_What is needed:_ In the data below, find each line carrying the string "first" and copy it out.

_Information shown:_
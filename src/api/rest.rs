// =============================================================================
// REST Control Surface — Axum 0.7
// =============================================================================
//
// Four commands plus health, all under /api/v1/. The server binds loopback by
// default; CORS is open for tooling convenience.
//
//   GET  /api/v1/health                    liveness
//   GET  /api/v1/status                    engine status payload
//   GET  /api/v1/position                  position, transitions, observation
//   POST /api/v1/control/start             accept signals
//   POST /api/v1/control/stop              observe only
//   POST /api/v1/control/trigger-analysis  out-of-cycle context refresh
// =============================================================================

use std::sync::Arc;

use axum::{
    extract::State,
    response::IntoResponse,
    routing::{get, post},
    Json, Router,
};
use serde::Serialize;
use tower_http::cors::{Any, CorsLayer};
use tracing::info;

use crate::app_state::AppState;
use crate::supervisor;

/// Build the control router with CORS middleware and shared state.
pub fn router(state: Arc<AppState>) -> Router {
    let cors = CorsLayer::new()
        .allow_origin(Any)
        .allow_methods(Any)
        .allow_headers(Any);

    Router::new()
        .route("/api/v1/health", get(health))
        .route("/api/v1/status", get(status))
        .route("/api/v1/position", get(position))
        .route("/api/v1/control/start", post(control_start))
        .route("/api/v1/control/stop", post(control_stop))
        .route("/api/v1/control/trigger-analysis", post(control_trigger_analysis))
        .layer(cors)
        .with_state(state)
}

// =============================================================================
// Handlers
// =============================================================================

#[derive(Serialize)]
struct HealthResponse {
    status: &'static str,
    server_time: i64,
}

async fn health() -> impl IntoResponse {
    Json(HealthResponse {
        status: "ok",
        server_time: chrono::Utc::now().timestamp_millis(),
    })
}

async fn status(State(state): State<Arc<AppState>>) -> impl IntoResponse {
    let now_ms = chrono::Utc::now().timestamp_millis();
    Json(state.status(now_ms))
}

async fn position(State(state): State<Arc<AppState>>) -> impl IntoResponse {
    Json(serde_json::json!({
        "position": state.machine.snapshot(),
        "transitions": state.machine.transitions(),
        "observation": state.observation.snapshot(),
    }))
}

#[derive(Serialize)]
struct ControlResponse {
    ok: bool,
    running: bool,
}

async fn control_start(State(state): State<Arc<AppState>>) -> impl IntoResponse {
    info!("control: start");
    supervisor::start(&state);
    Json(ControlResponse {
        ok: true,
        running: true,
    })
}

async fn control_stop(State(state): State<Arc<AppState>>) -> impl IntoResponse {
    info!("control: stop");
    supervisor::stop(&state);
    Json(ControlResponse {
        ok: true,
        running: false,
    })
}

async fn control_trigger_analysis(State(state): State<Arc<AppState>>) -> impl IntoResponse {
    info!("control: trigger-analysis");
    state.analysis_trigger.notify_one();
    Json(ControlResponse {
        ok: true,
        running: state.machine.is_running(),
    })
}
* * *
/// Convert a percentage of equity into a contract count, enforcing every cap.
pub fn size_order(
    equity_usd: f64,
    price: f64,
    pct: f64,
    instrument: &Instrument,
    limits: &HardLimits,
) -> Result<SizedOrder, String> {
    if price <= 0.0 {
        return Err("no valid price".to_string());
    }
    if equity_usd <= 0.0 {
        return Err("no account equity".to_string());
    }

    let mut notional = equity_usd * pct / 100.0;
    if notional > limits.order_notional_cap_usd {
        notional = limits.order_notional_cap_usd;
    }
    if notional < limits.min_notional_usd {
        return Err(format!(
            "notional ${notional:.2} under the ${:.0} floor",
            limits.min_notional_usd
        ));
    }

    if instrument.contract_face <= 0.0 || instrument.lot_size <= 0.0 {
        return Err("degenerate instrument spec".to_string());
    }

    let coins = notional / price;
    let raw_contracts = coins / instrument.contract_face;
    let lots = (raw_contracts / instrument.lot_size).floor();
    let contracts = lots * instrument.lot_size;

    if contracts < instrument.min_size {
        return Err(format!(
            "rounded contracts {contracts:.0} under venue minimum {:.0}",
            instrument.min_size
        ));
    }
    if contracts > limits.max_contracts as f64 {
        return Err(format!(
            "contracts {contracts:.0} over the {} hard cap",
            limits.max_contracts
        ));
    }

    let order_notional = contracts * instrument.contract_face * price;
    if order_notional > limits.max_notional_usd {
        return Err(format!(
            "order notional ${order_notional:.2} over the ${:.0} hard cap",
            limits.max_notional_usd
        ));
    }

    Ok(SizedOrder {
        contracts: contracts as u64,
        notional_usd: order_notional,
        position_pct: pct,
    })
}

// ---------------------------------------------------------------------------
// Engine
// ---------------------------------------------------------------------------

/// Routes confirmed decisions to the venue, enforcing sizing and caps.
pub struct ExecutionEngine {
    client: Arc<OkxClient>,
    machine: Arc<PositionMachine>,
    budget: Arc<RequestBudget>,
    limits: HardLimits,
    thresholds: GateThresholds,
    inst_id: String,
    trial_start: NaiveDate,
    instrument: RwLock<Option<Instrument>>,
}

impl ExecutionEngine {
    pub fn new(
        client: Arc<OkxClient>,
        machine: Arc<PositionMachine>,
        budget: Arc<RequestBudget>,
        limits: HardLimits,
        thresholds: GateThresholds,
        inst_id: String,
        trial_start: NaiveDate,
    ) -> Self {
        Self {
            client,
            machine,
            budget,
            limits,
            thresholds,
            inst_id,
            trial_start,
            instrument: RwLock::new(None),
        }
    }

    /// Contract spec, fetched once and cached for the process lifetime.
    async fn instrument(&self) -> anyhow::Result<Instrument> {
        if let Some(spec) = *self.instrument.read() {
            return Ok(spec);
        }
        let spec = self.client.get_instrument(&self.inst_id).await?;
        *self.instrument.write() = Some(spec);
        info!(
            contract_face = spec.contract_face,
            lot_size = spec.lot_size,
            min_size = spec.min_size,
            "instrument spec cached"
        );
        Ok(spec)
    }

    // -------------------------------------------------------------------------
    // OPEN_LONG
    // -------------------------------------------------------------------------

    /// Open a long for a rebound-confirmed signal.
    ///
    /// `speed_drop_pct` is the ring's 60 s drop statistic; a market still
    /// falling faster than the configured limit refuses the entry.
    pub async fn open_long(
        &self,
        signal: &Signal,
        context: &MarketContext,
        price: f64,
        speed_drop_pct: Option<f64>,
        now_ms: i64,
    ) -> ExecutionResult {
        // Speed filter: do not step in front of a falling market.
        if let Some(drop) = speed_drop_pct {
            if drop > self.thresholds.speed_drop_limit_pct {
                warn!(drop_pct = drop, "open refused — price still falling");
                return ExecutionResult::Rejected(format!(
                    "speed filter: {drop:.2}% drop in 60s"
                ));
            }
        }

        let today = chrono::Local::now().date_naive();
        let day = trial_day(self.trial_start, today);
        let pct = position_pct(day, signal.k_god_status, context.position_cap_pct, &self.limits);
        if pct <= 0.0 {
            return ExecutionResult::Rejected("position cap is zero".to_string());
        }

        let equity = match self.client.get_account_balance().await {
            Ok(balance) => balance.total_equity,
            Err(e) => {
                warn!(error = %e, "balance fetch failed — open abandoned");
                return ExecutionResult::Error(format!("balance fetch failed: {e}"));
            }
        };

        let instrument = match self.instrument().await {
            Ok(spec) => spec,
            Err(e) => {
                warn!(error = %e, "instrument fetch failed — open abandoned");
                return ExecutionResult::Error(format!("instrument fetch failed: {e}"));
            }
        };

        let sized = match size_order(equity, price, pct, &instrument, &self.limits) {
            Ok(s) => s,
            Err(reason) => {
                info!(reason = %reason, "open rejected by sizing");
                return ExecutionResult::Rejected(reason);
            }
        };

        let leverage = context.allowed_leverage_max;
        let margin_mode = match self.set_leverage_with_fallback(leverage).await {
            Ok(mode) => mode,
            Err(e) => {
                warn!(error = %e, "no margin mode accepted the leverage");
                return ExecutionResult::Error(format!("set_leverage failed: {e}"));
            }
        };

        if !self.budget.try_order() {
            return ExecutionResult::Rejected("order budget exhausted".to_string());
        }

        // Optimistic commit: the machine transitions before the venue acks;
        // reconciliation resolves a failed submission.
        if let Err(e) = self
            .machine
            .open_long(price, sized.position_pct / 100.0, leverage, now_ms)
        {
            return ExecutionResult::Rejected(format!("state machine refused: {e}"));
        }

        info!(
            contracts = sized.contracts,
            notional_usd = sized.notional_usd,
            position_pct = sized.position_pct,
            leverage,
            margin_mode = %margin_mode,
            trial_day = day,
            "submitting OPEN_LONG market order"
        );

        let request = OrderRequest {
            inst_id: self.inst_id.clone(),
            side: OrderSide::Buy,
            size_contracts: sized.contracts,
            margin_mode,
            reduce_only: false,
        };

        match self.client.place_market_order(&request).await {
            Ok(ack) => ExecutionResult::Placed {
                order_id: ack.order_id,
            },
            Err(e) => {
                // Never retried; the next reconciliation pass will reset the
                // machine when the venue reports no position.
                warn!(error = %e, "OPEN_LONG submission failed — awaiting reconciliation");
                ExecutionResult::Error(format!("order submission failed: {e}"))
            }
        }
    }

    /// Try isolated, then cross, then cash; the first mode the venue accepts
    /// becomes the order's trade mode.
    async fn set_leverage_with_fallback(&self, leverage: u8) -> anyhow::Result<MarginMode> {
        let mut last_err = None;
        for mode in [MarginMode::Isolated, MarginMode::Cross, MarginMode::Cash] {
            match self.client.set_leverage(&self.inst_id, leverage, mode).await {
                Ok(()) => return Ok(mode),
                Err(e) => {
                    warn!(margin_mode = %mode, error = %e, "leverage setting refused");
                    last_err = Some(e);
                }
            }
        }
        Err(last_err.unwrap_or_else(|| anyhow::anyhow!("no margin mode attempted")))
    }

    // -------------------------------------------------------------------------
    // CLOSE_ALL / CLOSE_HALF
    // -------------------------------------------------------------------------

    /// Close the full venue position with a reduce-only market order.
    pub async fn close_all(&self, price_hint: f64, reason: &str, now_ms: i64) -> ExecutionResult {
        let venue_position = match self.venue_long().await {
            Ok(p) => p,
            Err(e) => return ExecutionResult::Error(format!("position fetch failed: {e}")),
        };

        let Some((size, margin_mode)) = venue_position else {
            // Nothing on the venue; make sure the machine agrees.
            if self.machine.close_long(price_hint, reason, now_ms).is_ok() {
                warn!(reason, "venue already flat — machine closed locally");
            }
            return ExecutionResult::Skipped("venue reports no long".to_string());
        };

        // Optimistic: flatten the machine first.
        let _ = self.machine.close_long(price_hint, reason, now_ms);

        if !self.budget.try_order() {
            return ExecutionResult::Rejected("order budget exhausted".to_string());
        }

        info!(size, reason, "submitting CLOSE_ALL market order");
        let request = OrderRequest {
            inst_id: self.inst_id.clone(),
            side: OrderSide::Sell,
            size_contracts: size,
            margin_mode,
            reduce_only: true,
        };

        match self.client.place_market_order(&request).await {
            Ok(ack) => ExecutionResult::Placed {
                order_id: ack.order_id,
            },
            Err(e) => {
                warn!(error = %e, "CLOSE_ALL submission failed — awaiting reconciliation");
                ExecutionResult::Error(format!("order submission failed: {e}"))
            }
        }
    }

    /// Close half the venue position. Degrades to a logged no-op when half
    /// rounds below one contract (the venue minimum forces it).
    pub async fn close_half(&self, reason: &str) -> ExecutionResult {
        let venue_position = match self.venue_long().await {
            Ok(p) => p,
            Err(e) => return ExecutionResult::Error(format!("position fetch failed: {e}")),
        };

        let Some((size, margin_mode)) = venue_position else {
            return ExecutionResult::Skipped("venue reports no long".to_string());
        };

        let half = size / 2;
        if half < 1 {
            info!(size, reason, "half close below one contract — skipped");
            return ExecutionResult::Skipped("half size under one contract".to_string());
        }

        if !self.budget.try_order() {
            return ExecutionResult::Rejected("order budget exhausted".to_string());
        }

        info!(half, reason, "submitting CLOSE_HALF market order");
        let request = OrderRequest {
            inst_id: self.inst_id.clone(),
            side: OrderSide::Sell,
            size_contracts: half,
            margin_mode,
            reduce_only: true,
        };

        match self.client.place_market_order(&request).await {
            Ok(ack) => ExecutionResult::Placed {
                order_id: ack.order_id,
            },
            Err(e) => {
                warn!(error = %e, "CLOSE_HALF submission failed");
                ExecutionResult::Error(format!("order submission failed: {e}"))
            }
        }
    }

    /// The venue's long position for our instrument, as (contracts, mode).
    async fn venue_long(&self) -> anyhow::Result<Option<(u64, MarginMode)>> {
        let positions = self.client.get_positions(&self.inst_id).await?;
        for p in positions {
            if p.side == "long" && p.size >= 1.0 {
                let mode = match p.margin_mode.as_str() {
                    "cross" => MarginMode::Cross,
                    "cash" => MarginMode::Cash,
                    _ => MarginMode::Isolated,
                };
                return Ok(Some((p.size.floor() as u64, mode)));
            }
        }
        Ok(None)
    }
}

_Output for this task:_
    /// Try isolated, then cross, then cash; the first mode the venue accepts
        // Optimistic: flatten the machine first.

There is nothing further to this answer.